#### Task instructions:
From the records below, print exactly the lines starting at the one containing "Get cache statistics" and ending at the one containing "what went wrong", ends included, and nothing else.
----
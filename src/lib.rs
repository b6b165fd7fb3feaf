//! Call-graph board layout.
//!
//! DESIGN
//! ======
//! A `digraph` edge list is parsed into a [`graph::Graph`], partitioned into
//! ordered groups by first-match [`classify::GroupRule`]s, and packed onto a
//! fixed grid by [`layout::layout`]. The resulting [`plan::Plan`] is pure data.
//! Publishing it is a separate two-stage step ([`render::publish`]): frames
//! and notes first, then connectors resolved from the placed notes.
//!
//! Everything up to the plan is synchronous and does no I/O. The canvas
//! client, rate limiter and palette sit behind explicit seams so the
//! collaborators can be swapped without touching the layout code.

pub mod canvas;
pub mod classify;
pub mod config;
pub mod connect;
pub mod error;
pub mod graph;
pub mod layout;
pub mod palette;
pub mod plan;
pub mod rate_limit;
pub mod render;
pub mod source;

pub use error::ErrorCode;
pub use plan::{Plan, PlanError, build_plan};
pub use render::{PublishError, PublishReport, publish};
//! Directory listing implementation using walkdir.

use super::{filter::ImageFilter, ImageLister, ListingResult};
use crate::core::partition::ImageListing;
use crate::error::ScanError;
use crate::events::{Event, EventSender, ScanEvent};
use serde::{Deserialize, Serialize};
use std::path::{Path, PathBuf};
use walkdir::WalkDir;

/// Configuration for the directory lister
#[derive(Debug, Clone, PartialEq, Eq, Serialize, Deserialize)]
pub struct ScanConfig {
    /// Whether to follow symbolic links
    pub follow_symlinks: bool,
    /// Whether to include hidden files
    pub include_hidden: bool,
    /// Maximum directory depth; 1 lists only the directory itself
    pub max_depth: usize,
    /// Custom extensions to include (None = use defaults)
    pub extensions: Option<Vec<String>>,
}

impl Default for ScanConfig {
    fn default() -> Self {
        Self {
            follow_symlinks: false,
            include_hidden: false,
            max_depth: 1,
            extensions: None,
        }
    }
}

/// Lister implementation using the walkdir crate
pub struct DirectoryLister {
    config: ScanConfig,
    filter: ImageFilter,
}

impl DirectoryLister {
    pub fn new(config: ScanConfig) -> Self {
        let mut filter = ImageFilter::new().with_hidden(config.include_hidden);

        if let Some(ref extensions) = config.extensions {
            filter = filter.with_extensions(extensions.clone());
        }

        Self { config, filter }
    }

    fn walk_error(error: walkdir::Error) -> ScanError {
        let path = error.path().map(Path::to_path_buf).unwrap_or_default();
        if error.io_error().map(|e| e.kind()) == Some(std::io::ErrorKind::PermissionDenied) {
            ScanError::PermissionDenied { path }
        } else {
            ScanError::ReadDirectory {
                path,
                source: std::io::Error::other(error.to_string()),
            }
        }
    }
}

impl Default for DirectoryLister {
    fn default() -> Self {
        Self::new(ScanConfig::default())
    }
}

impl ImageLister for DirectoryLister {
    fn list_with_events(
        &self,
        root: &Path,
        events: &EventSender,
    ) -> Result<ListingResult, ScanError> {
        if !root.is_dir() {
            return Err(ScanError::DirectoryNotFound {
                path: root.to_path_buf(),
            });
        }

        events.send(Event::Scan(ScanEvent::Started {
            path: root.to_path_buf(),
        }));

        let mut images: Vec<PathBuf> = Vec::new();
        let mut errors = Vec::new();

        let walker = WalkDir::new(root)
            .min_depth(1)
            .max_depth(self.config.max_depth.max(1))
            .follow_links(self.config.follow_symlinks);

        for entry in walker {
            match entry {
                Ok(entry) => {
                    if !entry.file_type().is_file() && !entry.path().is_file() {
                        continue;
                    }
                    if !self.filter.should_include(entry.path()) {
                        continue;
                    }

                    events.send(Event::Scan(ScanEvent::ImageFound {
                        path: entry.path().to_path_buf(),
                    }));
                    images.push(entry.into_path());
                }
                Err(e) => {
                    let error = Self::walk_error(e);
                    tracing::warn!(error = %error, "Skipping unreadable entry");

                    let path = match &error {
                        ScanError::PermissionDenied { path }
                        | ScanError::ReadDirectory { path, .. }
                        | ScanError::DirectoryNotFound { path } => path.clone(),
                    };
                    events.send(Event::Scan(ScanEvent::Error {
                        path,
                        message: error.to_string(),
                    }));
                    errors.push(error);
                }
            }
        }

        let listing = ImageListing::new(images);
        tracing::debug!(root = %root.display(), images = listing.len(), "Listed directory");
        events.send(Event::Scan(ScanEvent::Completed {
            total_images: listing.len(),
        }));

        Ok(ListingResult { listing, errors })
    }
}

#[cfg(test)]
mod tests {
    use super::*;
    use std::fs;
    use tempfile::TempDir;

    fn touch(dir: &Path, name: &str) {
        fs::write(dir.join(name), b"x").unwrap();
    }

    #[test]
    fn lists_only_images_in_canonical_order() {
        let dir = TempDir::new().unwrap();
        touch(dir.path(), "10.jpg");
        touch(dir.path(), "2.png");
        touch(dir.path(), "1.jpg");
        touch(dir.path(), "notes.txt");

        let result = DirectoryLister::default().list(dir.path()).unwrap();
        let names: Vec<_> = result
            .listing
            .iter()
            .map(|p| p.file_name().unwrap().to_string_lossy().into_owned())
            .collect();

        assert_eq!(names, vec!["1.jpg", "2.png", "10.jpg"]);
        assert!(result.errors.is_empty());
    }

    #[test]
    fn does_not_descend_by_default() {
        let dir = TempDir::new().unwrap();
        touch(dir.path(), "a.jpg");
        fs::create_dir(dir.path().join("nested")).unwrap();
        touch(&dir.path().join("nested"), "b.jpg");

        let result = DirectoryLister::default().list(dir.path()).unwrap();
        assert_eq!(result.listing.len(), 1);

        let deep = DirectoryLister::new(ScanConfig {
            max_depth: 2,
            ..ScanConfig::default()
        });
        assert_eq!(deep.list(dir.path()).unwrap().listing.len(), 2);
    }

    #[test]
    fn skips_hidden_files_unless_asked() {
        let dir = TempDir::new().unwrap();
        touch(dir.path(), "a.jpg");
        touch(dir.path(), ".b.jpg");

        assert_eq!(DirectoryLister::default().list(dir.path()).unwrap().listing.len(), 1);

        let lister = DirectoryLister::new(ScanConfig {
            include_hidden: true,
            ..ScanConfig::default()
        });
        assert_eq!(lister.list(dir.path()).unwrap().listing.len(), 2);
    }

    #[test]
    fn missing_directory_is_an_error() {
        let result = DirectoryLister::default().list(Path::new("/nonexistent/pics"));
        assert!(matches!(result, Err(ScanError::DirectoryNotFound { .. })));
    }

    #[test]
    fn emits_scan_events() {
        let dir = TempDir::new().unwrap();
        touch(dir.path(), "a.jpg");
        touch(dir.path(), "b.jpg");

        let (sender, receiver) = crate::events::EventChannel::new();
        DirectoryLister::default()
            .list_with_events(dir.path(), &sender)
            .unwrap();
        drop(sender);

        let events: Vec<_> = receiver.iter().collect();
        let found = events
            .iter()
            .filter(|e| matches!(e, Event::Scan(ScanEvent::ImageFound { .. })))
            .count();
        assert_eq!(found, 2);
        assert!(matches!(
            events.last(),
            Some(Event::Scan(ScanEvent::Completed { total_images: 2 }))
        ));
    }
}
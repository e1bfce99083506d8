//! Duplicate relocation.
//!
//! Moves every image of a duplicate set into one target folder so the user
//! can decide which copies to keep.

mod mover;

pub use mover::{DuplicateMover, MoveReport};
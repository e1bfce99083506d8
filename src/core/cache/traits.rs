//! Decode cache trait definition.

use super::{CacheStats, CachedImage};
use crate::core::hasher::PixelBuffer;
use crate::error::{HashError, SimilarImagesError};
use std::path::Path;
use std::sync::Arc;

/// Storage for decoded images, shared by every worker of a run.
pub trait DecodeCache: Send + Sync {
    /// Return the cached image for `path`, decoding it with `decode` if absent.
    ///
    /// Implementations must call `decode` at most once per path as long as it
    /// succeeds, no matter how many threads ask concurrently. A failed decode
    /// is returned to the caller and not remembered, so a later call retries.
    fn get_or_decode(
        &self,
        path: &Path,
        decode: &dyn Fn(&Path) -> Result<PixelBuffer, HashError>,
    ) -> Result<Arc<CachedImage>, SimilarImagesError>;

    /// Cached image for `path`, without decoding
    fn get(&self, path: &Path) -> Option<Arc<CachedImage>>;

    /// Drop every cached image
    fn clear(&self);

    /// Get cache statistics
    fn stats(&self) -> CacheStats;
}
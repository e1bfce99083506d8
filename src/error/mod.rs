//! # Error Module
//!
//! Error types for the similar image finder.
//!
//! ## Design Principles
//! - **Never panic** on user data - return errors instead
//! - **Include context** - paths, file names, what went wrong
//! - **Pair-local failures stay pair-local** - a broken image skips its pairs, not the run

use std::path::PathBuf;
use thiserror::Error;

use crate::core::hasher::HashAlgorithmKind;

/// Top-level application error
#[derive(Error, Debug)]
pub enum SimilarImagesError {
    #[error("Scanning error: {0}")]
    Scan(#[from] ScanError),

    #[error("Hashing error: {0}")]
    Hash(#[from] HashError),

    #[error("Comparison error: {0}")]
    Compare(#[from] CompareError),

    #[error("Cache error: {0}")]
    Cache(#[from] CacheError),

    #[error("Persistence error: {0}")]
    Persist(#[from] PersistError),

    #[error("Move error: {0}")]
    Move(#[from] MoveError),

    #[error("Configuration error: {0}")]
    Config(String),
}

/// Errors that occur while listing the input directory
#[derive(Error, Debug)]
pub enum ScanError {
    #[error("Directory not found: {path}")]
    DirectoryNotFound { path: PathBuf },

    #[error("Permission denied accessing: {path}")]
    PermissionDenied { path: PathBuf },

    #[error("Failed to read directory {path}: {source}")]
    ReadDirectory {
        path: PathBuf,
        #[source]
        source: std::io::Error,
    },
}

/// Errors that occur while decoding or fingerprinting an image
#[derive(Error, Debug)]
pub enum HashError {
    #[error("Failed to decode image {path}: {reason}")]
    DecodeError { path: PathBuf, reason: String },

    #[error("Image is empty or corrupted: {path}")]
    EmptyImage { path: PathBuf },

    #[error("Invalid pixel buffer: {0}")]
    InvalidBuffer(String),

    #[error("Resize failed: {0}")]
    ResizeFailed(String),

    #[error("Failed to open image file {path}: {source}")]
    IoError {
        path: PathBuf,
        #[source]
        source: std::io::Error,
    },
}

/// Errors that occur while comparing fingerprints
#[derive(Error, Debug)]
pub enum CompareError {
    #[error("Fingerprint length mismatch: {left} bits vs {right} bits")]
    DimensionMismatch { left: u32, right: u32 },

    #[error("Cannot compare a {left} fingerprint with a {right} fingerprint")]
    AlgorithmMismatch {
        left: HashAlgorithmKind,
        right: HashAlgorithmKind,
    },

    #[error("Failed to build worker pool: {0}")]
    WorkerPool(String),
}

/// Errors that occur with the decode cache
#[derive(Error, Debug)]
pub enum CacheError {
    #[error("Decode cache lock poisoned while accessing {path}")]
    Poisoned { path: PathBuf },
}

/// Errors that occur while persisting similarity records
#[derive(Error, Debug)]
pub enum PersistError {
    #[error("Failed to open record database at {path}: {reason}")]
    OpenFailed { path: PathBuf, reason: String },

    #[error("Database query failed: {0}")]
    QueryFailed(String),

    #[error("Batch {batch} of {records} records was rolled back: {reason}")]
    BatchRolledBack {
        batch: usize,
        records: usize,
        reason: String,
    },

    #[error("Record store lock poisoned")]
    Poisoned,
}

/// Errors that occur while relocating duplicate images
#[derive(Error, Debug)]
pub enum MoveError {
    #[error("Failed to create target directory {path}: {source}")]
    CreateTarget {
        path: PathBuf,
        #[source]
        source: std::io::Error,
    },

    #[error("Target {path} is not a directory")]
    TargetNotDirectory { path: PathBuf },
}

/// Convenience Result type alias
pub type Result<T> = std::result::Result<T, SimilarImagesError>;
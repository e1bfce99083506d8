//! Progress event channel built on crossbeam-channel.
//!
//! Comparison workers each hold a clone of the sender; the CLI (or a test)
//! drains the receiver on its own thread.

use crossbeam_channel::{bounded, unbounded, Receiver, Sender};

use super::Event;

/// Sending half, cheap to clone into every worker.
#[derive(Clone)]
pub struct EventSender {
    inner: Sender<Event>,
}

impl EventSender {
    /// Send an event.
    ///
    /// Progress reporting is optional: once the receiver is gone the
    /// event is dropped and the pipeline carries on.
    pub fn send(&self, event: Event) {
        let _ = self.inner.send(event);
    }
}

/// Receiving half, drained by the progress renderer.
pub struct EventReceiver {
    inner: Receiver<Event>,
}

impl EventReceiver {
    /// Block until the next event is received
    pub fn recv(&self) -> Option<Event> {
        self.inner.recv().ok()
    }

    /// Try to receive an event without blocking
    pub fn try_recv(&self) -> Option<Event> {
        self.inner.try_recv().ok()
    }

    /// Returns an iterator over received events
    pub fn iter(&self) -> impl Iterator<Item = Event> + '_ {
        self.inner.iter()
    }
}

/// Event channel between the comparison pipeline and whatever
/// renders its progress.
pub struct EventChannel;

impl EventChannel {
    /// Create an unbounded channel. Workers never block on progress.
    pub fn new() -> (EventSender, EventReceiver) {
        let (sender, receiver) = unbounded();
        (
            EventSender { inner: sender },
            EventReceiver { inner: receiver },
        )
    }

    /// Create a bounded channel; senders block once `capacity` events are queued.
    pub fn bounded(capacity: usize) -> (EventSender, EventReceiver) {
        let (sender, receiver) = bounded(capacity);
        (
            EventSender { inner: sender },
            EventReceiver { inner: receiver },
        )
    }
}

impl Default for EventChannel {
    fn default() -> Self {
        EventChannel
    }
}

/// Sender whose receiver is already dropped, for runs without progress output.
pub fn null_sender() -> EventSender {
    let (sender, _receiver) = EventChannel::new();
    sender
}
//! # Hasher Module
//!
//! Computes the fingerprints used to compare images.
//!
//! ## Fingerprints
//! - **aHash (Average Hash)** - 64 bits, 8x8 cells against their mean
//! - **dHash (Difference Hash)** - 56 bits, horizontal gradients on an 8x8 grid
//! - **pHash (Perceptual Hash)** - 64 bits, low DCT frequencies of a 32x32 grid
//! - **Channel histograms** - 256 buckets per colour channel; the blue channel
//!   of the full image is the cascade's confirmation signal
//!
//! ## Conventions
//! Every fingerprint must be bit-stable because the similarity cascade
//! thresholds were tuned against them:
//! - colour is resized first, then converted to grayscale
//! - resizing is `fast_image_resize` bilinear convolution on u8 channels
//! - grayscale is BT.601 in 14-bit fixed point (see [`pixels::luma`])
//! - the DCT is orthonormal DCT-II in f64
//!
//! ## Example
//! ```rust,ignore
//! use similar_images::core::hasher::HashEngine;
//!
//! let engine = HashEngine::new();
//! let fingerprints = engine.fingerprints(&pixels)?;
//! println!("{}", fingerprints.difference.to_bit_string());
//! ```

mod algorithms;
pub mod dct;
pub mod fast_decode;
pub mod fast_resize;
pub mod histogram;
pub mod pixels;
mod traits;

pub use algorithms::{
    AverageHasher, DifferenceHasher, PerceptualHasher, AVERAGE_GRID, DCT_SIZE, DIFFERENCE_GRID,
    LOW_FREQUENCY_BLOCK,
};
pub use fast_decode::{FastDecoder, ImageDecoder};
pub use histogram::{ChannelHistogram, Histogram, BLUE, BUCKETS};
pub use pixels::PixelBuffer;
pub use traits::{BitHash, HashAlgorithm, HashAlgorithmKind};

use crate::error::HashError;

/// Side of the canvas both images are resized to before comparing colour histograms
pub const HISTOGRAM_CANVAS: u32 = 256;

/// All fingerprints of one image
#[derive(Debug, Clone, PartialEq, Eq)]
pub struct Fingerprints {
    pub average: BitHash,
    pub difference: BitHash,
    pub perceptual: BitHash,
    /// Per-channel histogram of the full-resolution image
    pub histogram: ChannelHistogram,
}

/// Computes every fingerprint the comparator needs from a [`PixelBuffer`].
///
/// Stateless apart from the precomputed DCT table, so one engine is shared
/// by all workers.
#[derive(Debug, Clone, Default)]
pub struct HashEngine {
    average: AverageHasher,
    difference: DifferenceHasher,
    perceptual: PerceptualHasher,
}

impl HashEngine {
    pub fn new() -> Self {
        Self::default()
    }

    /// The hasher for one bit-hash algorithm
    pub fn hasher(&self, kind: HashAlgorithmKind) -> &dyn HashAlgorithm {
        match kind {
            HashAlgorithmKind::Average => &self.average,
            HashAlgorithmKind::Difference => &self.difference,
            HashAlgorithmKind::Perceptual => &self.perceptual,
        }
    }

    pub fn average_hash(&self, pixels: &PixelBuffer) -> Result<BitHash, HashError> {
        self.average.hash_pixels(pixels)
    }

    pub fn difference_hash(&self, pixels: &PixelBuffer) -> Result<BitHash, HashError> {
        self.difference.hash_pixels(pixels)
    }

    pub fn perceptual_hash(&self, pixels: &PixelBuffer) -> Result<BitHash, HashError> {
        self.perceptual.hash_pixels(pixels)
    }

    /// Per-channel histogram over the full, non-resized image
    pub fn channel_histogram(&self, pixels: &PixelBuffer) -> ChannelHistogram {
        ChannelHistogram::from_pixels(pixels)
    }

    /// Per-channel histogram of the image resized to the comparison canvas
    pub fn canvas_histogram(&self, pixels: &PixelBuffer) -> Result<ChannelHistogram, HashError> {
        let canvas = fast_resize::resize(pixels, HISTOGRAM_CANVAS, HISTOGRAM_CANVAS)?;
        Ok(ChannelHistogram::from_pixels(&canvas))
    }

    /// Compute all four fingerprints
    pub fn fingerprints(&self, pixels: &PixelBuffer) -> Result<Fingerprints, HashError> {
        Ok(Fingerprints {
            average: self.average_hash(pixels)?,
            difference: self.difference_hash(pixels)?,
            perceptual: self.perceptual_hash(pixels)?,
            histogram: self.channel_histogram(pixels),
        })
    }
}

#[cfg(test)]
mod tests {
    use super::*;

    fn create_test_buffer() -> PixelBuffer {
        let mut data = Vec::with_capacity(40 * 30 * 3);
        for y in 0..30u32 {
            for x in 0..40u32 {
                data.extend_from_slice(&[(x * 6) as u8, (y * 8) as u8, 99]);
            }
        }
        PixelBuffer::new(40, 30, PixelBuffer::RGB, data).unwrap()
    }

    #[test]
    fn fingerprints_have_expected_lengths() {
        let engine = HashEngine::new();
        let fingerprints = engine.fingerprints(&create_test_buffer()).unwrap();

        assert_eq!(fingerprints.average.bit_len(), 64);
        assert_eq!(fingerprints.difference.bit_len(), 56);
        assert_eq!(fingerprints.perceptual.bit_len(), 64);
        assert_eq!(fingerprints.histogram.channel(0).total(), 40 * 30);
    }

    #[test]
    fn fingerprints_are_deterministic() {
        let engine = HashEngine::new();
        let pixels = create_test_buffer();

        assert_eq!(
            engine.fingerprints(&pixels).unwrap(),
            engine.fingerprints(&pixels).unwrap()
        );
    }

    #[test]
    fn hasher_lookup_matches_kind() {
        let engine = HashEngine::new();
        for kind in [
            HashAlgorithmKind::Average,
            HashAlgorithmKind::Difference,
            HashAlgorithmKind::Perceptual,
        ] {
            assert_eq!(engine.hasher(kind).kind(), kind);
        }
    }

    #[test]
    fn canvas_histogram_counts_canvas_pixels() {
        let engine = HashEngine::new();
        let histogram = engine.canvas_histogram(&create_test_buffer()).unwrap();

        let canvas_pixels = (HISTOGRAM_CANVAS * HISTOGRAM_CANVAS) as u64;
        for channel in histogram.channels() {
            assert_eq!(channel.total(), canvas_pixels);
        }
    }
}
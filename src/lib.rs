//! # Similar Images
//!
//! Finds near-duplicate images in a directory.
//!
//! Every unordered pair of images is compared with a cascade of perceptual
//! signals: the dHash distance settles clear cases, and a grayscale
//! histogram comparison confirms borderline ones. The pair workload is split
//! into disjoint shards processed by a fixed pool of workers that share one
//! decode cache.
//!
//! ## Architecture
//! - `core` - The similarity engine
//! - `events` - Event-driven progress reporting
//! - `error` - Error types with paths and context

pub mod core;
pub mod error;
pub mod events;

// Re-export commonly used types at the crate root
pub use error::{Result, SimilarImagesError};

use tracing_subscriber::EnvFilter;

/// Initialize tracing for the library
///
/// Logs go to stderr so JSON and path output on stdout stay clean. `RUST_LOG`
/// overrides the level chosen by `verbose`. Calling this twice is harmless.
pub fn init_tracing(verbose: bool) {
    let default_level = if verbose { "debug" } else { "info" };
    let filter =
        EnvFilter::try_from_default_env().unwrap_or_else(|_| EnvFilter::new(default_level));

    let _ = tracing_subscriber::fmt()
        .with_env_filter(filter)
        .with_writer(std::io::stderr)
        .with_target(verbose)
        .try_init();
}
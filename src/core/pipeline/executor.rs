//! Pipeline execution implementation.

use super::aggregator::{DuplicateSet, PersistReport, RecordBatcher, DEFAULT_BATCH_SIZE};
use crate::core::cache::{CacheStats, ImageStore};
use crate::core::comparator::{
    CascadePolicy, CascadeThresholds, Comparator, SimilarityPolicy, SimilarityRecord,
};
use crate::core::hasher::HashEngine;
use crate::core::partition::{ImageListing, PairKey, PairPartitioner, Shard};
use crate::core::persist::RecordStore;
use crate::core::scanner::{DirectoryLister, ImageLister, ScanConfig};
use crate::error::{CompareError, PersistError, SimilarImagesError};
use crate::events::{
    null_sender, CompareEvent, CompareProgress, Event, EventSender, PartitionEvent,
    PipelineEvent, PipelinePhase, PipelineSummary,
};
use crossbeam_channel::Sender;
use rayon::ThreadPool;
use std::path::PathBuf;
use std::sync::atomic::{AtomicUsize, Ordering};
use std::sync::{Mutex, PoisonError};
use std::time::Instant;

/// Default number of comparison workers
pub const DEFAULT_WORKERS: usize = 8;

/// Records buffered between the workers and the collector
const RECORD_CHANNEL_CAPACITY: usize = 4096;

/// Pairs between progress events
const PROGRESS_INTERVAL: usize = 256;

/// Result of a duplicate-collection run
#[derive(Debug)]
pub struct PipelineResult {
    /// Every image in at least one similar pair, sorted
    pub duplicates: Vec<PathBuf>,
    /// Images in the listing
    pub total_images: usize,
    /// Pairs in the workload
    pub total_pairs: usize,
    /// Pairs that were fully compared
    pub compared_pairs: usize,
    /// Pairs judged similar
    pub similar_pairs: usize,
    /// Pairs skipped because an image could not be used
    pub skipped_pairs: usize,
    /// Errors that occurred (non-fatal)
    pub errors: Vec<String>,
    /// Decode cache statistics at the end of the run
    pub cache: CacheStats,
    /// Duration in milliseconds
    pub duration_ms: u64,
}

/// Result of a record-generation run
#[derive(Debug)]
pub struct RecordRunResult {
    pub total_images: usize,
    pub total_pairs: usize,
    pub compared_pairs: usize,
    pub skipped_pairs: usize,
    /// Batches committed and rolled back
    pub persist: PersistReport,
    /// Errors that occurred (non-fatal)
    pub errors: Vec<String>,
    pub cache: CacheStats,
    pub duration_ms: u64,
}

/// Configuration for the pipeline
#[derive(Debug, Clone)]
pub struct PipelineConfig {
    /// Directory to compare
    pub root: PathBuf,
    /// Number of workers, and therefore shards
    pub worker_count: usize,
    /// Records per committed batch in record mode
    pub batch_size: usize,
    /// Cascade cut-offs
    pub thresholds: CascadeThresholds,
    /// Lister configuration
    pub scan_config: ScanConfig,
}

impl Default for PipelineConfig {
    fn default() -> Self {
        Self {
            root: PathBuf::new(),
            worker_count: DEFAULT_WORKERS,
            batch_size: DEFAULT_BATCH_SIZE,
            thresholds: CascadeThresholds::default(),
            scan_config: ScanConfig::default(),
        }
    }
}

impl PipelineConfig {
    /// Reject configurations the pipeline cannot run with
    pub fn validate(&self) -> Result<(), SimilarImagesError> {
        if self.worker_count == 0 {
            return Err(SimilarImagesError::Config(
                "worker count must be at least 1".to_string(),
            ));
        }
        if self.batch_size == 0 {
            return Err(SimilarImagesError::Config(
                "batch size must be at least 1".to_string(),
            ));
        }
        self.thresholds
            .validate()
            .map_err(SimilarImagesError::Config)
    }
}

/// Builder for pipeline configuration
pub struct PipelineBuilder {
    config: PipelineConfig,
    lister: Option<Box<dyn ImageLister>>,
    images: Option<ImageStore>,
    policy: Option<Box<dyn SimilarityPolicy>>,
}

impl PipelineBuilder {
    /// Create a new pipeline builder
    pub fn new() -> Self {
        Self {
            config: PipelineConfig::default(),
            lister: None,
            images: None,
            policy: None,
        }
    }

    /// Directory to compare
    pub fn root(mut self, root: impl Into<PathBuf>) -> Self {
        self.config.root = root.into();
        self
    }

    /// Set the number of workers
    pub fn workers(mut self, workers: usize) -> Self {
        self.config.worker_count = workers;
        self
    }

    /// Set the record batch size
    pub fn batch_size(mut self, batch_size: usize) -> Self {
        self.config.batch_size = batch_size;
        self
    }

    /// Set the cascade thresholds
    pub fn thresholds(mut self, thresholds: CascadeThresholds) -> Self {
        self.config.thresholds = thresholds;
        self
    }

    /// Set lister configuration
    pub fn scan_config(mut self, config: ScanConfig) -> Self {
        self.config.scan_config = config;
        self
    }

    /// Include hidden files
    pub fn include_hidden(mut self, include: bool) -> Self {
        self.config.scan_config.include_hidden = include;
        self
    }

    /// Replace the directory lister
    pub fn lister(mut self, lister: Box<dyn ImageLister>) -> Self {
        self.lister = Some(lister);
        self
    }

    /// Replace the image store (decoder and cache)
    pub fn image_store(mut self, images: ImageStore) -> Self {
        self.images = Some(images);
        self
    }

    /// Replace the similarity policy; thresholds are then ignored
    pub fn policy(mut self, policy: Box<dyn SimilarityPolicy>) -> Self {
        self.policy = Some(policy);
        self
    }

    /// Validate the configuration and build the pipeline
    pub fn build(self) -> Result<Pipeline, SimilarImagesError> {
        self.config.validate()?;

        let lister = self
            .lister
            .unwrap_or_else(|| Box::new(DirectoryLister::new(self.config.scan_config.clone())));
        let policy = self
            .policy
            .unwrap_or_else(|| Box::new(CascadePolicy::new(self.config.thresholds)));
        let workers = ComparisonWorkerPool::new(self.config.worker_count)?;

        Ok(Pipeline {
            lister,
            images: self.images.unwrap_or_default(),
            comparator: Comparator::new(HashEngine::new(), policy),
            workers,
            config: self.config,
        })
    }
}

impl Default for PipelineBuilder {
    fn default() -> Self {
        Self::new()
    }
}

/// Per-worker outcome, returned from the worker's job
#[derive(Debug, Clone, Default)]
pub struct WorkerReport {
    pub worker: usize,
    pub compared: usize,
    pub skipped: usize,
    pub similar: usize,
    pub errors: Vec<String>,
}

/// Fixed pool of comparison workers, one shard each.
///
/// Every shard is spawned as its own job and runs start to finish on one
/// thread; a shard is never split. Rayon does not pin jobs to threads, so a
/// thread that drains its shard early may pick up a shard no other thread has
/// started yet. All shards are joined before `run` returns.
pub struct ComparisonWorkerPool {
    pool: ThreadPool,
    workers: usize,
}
----
#### Output for this exercise:
    /// Get cache statistics
    fn stats(&self) -> CacheStats;
}
repository e1bfce99083506d8
filename src/error/mod.rs
//! # Error Module
//!
//! Error types for the similar image finder.
//!
//! ## Design Principles
//! - **Never panic** on user data - return errors instead
//! - **Include context** - paths, file names, what went wrong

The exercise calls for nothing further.